What to know about substation attacks

  • Federal data shows vandalism and suspicious activities at electrical facilities soared nationwide last year. At the end of the year, attacks or potential attacks were reported on more than a dozen substations and one power plant across five states. Several involved firearms.

  • In December, targeted attacks on substations in North Carolina left tens of thousands without power amid freezing temperatures. The FBI is investigating.

  • Vandalism at facilities in Washington left more than 21,000 without electricity on Christmas Day. Two men were arrested, and one told police he planned to disrupt power to commit a burglary.

  • The Department of Homeland Security last year said domestic extremists had been developing "credible, specific plans" since at least 2020 and would continue to "encourage physical attacks against electrical infrastructure."

  • Last February, three neo-Nazis pleaded guilty to federal crimes related to a scheme to attack the grid with rifles, with each targeting a substation in a different region of the U.S.

What happened in the Baltimore conspiracy?

Russell and Clendaniel began corresponding while they were both incarcerated in 2018, according to the complaint.

Since at least June, Russell was planning to attack substations in furtherance of "racially or ethnically motivated violent extremist beliefs," the complaint said. He posted links online to maps of infrastructure and he described how attacks could cause a "cascading failure." He was recently arrested in Florida while on supervised release on separate charges, officials said.

Clendaniel "collaborated" with Russell, the complaint said. She planned to get a weapon and identified five substations to target, allegedly saying the attack "would probably permanently completely lay this city to waste."

A federal agent learned of the conspiracy by communicating with Clendaniel and Russell through encrypted chats and voice calls, according to the complaint, which includes a photograph of Clendaniel wearing tactical gear containing a swastika and holding a rifle.

The plot targeted the Exelon Corporation and its subsidiary Baltimore Gas and Electric, Maryland’s largest gas and electric utility. The company said in a statement the plot was not carried out, and nothing was damaged.

The company noted "threats have increased in recent years" and said it has invested in projects to harden the grid, as well as in monitoring and surveillance technologies to prevent physical attacks and cyberattacks.

Clendaniel and Russell were expected to appear in federal court Monday, in Baltimore and Orlando, respectively. If convicted, they each face a maximum sentence of 20 years in federal prison.

Federal data shows increasing incidents at electrical facilities

Electric utilities report all major electrical disturbances and unusual occurrences at their facilities, including neighborhood substations, to the U.S. Department of Energy.

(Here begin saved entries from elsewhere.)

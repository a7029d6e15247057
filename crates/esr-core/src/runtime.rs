use std::process::Command;
use tracing::debug;

use crate::errors::{Result, TranspileError};

/// Default name of the host runtime executable
pub const DEFAULT_NODE_BINARY: &str = "node";

/// Identity of the host runtime that executes transpiled output
///
/// The version doubles as the cache identity and as the engine target, so
/// output cached under one Node.js version is never served to another.
#[derive(Debug, Clone, PartialEq, Eq)]
pub struct HostRuntime {
    version: String,
}

impl HostRuntime {
    /// Ask the runtime executable for its version (`node --version`)
    pub fn detect(binary: &str) -> Result<Self> {
        let unavailable = |reason: String| TranspileError::RuntimeUnavailable {
            binary: binary.to_string(),
            reason,
        };

        let output = Command::new(binary)
            .arg("--version")
            .output()
            .map_err(|e| unavailable(e.to_string()))?;

        if !output.status.success() {
            return Err(unavailable(format!("exited with {}", output.status)));
        }

        let version = String::from_utf8_lossy(&output.stdout).trim().to_string();
        if version.is_empty() {
            return Err(unavailable("empty version output".to_string()));
        }

        debug!("Detected host runtime {} ({})", version, binary);
        Ok(Self::from_version(&version))
    }

    /// Pin the runtime version, e.g. `v20.11.1` or `20.11.1`
    pub fn from_version(version: &str) -> Self {
        let version = version.trim();
        let version = if version.starts_with('v') {
            version.to_string()
        } else {
            format!("v{}", version)
        };
        Self { version }
    }

    /// Version string as reported by the runtime, with its leading `v`
    pub fn version(&self) -> &str {
        &self.version
    }

    /// Engine target for this runtime, e.g. `node20.11.1`
    pub fn target(&self) -> String {
        format!("node{}", self.version.trim_start_matches('v'))
    }
}
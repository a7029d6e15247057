use esr_core::loader::{default_loaders, resolve_loaders, supports, Loader, LoaderTable};
use esr_core::manifest::resolve_externals;
use esr_test_helpers::ProjectFixture;
use std::path::Path;

#[test]
fn test_externals_are_exactly_manifest_dependencies() {
    let project = ProjectFixture::with_manifest(
        r#"{"dependencies":{"a":"1.0"},"devDependencies":{"b":"2.0"}}"#,
    );

    let externals = resolve_externals(Some(project.path())).unwrap();

    let mut names: Vec<_> = externals.into_iter().collect();
    names.sort();
    assert_eq!(names, vec!["a".to_string(), "b".to_string()]);
}

#[test]
fn test_no_explicit_dir_and_no_manifest_is_empty() {
    // Tests run from the crate directory, which has no package.json.
    assert!(!Path::new("package.json").exists());

    let externals = resolve_externals(None).unwrap();

    assert!(externals.is_empty());
}

#[test]
fn test_explicit_dir_without_manifest_fails() {
    let project = ProjectFixture::new();

    let err = resolve_externals(Some(project.path())).unwrap_err();

    assert!(err.is_configuration_error());
}

#[test]
fn test_override_precedence() {
    let mut overrides = LoaderTable::new();
    overrides.insert(".ts".to_string(), Loader::Tsx);

    let table = resolve_loaders(&overrides);

    assert_eq!(table.get(".ts"), Some(&Loader::Tsx));
    for (ext, loader) in default_loaders() {
        if ext != ".ts" {
            assert_eq!(table.get(&ext), Some(&loader));
        }
    }
}

#[test]
fn test_supports_project_files_only() {
    let project = ProjectFixture::new();
    let source = project.write("src/index.ts", "export {}");
    let vendored = project.write("node_modules/pkg/index.ts", "export {}");

    assert!(supports(&source));
    assert!(!supports(&vendored));
}
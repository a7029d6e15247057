use clap::{Args, CommandFactory, Parser, Subcommand};
use std::ffi::OsString;
use std::io::Write;
use std::path::{Path, PathBuf};
use tracing::debug;
use tracing_subscriber::EnvFilter;

use esr_core::cache::{clear_cache_dir, default_cache_dir};
use esr_core::config::{CliOverrides, RunnerConfig, TranspileMode, TranspileOverrides};
use esr_core::loader::supports;
use esr_core::runtime::{HostRuntime, DEFAULT_NODE_BINARY};
use esr_core::Transpiler;

mod hook;

use hook::{
    HookLaunch, ENV_CONFIG, ENV_DEBUG, ENV_ESBUILD, ENV_MODE, ENV_NODE, ENV_NODE_VERSION,
    ENV_PROJECT,
};

/// esr - run TypeScript and JSX files on Node.js without a build step
#[derive(Parser, Debug)]
#[command(name = "esr")]
#[command(author, version, about, long_about = None)]
#[command(args_conflicts_with_subcommands = true)]
struct Cli {
    #[command(subcommand)]
    command: Option<Command>,

    #[command(flatten)]
    run: RunArgs,
}

#[derive(Subcommand, Debug)]
enum Command {
    /// Transpile one file and print the result (called by the loader hook)
    Transpile {
        /// Transpilation mode (bundle, transform)
        #[arg(long, value_name = "MODE", env = ENV_MODE)]
        mode: Option<String>,

        /// Log each file handed to the engine
        #[arg(long, env = ENV_DEBUG)]
        debug: bool,

        #[command(flatten)]
        runner: RunnerArgs,

        /// Source file to transpile
        #[arg(value_name = "FILE")]
        file: PathBuf,
    },

    /// Print the transform cache directory
    CacheDir,
}

#[derive(Args, Debug, Clone)]
struct RunArgs {
    /// Transform on a file per file basis and cache code
    #[arg(long)]
    cache: bool,

    /// Clear transform cache
    #[arg(long, alias = "clearCache")]
    clear_cache: bool,

    /// Log each file handed to the engine
    #[arg(long)]
    debug: bool,

    #[command(flatten)]
    runner: RunnerArgs,

    /// Source file to run, followed by the arguments passed to it
    ///
    /// Everything after the file belongs to the script, flags included.
    #[arg(
        value_name = "FILE",
        trailing_var_arg = true,
        allow_hyphen_values = true
    )]
    command_line: Vec<OsString>,
}

#[derive(Args, Debug, Clone, Default)]
struct RunnerArgs {
    /// Directory containing package.json (default: current directory)
    #[arg(long, value_name = "DIR", env = ENV_PROJECT)]
    project: Option<PathBuf>,

    /// Path to esr.config.yaml
    #[arg(long, value_name = "FILE", env = ENV_CONFIG)]
    config: Option<PathBuf>,

    /// Node.js executable
    #[arg(long, value_name = "PATH", env = ENV_NODE)]
    node: Option<String>,

    /// esbuild executable
    #[arg(long, value_name = "PATH", env = ENV_ESBUILD)]
    esbuild: Option<String>,

    /// Node.js version to target instead of asking the executable
    #[arg(long, value_name = "VERSION", env = ENV_NODE_VERSION)]
    node_version: Option<String>,
}

fn main() -> anyhow::Result<()> {
    let cli = Cli::parse();

    let debug = match &cli.command {
        Some(Command::Transpile { debug, .. }) => *debug,
        _ => cli.run.debug,
    };
    init_tracing(debug);

    match cli.command {
        Some(Command::Transpile {
            mode,
            debug,
            runner,
            file,
        }) => transpile_file(mode.as_deref(), debug, &runner, &file),
        Some(Command::CacheDir) => {
            println!("{}", default_cache_dir().display());
            Ok(())
        }
        None => run(cli.run),
    }
}

/// Logs go to stderr; stdout carries transpiled code for the hook
fn init_tracing(debug: bool) {
    let level = if debug {
        tracing::Level::INFO
    } else {
        tracing::Level::WARN
    };

    tracing_subscriber::fmt()
        .with_writer(std::io::stderr)
        .with_target(false)
        .with_env_filter(EnvFilter::from_default_env().add_directive(level.into()))
        .init();
}

/// Layer command-line settings over the project's config file
fn load_config(
    runner: &RunnerArgs,
    transpile: TranspileOverrides,
) -> anyhow::Result<RunnerConfig> {
    let mut config = if let Some(ref path) = runner.config {
        RunnerConfig::from_file(path)
            .map_err(|e| anyhow::anyhow!("Failed to load config file: {}", e))?
    } else {
        let dir = match runner.project {
            Some(ref dir) => dir.clone(),
            None => std::env::current_dir()?,
        };
        RunnerConfig::discover(&dir)?.unwrap_or_default()
    };

    let overrides = CliOverrides {
        transpile: TranspileOverrides {
            project_dir: runner.project.clone(),
            ..transpile
        },
        node_path: runner.node.clone(),
        esbuild_path: runner.esbuild.clone(),
        node_version: runner.node_version.clone(),
    };
    config.merge(&overrides);

    Ok(config)
}

/// Run a script under the loader hook and exit with its status
fn run(args: RunArgs) -> anyhow::Result<()> {
    if args.clear_cache {
        let dir = default_cache_dir();
        clear_cache_dir(&dir)?;
        println!("Cleared {}", dir.display());
        return Ok(());
    }

    let mut command_line = args.command_line.into_iter();
    let entry = match command_line.next().map(PathBuf::from) {
        Some(file) if file.exists() => file.canonicalize()?,
        _ => {
            Cli::command().print_help()?;
            std::process::exit(1);
        }
    };
    let script_args: Vec<OsString> = command_line.collect();

    let transpile = TranspileOverrides {
        mode: args.cache.then_some(TranspileMode::Transform),
        debug: args.debug.then_some(true),
        ..Default::default()
    };
    let config = load_config(&args.runner, transpile)?;

    let node = config.node_path.as_deref().unwrap_or(DEFAULT_NODE_BINARY);
    let runtime = match config.node_version {
        Some(ref version) => HostRuntime::from_version(version),
        None => HostRuntime::detect(node)?,
    };

    let launch = HookLaunch {
        node,
        esr_binary: std::env::current_exe()?,
        entry,
        script_args: &script_args,
        mode: config.transpile.mode.unwrap_or_default(),
        debug: config.transpile.debug.unwrap_or(false),
        node_version: runtime.version(),
        project: config.transpile.project_dir.as_deref(),
        config: args.runner.config.as_deref(),
        esbuild: config.esbuild_path.as_deref(),
    };

    debug!(
        "Running {} with {} in {} mode",
        launch.entry.display(),
        runtime.version(),
        launch.mode
    );

    let status = launch
        .command()
        .status()
        .map_err(|e| anyhow::anyhow!("Failed to start `{}`: {}", node, e))?;

    std::process::exit(status.code().unwrap_or(1));
}

/// Print the transpiled form of `file` on stdout
fn transpile_file(
    mode: Option<&str>,
    debug: bool,
    runner: &RunnerArgs,
    file: &Path,
) -> anyhow::Result<()> {
    let mode = mode.map(str::parse::<TranspileMode>).transpose()?;
    let code = std::fs::read_to_string(file)?;

    let mut stdout = std::io::stdout().lock();

    if !supports(file) {
        stdout.write_all(code.as_bytes())?;
        return Ok(());
    }

    let transpile = TranspileOverrides {
        mode,
        debug: debug.then_some(true),
        ..Default::default()
    };
    let config = load_config(runner, transpile)?;
    let transpiler = Transpiler::new(&config)?;

    let output = transpiler.transpile(&code, file, Some(&config.transpile))?;
    stdout.write_all(output.as_bytes())?;
    Ok(())
}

Since 2011, those reports include a subset of categories for vandalism and suspicious activities, not related to human operational error, including copper theft, break-ins, cyber hacking and random gunfire aimed at transformers.

Those incidents last year rose to 172 from just 99 a year earlier, and were up nearly 200% from 2018. The category includes vandalism, actual physical attacks and sabotage. Incidents labeled actual physical attacks rather than vandalism increased from 5 in 2021 to 15 last year.

The department reported 80 vandalism incidents – up from 52 the previous year – and 57 incidents of suspicious activity. California led the nation with 40 such incidents, including 29 cases of vandalism. Texas (23 incidents) was next, followed by Washington (19).

Industry experts have warned for decades that the power grid is at risk of vandalism and other attacks, in part because it’s so spread out across the nation.